(Beginning of Records)

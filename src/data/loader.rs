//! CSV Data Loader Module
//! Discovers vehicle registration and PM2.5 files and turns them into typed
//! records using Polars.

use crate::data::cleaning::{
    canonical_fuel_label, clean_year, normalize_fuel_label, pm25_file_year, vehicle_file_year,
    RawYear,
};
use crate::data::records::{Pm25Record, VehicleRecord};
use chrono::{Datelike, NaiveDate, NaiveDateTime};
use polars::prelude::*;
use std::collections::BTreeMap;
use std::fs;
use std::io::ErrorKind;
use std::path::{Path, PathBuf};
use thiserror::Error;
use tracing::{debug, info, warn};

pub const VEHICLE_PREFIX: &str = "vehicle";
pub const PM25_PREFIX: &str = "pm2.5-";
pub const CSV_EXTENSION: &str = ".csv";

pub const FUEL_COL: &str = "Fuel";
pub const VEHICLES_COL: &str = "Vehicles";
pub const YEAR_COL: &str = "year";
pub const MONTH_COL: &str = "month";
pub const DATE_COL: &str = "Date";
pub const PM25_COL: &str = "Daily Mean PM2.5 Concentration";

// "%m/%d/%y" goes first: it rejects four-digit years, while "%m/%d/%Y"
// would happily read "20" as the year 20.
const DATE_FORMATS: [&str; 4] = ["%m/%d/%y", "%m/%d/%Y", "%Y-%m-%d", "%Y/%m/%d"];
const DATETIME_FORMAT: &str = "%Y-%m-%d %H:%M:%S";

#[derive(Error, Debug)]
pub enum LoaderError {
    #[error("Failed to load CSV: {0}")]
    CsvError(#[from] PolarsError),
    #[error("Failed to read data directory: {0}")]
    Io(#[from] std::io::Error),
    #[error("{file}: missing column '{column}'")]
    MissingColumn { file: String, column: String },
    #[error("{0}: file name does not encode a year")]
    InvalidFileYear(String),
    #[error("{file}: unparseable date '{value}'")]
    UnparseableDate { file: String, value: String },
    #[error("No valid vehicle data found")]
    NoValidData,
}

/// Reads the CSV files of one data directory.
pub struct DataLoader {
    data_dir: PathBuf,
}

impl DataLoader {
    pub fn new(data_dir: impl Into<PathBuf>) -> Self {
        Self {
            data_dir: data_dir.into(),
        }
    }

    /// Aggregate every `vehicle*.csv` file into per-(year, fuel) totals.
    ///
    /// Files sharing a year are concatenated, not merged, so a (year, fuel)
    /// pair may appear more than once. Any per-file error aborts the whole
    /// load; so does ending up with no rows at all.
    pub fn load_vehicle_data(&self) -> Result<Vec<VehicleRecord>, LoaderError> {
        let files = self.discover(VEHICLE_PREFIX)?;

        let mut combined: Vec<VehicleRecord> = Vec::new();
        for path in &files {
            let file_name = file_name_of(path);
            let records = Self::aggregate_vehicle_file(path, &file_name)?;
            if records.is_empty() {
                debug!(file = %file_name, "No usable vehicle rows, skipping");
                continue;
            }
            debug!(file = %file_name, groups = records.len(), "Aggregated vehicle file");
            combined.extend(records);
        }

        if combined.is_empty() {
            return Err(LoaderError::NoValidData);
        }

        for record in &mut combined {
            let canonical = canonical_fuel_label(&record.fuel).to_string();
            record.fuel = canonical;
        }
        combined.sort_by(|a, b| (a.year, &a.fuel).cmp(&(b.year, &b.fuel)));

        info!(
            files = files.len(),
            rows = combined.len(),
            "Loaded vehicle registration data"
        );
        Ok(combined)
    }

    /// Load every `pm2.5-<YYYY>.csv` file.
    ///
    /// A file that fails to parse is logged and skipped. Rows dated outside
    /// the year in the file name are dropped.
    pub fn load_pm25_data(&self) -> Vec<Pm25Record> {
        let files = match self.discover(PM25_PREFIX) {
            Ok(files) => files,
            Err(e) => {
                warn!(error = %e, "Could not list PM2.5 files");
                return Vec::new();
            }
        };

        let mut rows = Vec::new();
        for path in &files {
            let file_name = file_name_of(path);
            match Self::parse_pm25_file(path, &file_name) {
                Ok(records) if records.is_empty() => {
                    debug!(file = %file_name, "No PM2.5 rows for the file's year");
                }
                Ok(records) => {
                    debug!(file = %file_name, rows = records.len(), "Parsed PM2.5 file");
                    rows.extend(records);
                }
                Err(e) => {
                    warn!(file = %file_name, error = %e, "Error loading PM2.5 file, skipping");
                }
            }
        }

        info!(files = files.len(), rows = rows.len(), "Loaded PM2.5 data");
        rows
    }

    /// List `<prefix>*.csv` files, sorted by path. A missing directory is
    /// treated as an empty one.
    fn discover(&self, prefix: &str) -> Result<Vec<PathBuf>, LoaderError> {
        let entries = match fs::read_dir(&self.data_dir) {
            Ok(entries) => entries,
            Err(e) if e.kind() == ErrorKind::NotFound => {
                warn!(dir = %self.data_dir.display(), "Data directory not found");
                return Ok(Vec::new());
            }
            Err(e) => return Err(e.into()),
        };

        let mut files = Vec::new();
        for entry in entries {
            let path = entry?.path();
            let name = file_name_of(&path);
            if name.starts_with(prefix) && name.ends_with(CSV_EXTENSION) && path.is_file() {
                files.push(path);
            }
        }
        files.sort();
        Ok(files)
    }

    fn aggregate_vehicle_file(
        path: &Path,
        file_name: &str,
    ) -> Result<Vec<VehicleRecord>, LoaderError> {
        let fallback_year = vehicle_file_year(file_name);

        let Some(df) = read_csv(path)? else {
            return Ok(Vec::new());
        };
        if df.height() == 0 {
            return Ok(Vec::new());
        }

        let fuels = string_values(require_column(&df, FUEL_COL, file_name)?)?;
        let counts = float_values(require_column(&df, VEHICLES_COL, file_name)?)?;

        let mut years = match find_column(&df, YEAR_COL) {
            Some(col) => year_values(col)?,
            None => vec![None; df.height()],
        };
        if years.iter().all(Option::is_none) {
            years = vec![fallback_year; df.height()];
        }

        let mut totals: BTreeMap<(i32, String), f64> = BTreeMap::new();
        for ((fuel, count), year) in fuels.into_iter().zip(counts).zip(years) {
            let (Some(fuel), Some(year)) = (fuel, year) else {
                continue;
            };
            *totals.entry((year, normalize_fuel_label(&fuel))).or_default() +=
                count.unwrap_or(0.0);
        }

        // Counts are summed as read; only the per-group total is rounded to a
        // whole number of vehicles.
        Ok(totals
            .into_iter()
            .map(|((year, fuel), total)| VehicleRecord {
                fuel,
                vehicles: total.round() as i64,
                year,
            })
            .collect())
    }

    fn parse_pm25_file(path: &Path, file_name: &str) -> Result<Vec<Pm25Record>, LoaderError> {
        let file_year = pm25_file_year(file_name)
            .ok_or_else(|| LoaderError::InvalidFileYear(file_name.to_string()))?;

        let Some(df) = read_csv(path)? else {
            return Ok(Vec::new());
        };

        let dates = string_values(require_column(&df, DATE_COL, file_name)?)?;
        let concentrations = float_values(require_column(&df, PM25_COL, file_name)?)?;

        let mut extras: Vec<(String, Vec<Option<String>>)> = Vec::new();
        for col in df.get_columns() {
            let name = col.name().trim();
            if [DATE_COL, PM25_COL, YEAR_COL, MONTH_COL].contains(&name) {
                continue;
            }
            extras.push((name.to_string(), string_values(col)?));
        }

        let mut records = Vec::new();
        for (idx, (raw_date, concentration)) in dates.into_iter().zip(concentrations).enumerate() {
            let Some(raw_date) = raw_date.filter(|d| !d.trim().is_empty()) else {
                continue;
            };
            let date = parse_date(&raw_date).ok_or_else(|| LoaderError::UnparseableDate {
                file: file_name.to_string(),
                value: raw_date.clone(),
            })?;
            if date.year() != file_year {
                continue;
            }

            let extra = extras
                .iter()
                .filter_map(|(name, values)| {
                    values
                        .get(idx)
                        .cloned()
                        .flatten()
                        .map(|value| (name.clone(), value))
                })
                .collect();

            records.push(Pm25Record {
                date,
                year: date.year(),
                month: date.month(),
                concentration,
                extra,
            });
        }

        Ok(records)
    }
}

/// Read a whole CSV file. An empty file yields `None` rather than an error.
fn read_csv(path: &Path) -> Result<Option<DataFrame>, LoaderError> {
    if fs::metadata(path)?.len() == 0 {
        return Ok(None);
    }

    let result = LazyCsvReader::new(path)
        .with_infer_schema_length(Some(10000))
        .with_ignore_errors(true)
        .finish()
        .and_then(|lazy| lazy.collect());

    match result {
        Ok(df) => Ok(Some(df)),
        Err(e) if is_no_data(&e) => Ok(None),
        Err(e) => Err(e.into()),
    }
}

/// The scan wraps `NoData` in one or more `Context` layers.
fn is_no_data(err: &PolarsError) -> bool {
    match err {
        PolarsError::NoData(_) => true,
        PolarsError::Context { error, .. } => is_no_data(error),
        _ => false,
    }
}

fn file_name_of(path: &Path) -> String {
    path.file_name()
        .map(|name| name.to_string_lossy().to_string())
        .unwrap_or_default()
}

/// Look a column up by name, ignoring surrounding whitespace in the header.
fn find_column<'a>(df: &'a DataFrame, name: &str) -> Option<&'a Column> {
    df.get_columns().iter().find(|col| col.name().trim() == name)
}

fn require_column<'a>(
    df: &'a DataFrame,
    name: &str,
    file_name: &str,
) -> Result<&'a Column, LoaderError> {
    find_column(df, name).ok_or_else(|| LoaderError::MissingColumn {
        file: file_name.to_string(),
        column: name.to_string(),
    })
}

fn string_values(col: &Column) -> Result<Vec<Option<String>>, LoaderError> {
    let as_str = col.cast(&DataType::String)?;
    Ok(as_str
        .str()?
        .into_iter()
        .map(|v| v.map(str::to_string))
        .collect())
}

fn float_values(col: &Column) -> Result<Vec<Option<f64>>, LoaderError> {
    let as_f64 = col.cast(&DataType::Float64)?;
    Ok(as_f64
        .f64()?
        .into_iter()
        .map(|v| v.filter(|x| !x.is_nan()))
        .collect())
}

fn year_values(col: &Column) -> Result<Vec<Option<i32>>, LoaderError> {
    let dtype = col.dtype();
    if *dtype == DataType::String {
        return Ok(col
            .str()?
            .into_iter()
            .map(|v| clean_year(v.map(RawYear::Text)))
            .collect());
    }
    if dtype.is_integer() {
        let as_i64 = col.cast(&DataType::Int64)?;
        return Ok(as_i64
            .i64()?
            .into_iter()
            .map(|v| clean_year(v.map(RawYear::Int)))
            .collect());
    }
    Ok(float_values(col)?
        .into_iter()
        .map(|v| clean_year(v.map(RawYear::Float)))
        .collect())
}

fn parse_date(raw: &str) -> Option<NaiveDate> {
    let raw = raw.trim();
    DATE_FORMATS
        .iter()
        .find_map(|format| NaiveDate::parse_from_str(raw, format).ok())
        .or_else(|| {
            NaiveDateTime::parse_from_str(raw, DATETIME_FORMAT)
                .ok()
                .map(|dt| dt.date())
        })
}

(End of Records)
(Beginning of Records)

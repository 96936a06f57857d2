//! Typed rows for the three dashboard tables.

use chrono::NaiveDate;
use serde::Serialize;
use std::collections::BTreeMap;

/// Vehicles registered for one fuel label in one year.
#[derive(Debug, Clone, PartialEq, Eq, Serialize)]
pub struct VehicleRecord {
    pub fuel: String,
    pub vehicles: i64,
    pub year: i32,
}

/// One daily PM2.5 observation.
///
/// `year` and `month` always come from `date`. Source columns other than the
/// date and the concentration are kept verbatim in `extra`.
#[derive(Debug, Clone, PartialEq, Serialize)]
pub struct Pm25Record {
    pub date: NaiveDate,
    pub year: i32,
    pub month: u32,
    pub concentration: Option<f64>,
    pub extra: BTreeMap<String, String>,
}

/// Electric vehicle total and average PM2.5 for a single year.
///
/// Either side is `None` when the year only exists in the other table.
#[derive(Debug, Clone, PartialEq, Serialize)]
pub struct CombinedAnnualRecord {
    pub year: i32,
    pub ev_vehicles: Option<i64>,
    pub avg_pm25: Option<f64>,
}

(End of Records)

Problem statement: In the records above, find each line holding "Serialize" and copy it.

Result for this task:
use serde::Serialize;
#[derive(Debug, Clone, PartialEq, Eq, Serialize)]
#[derive(Debug, Clone, PartialEq, Serialize)]
#[derive(Debug, Clone, PartialEq, Serialize)]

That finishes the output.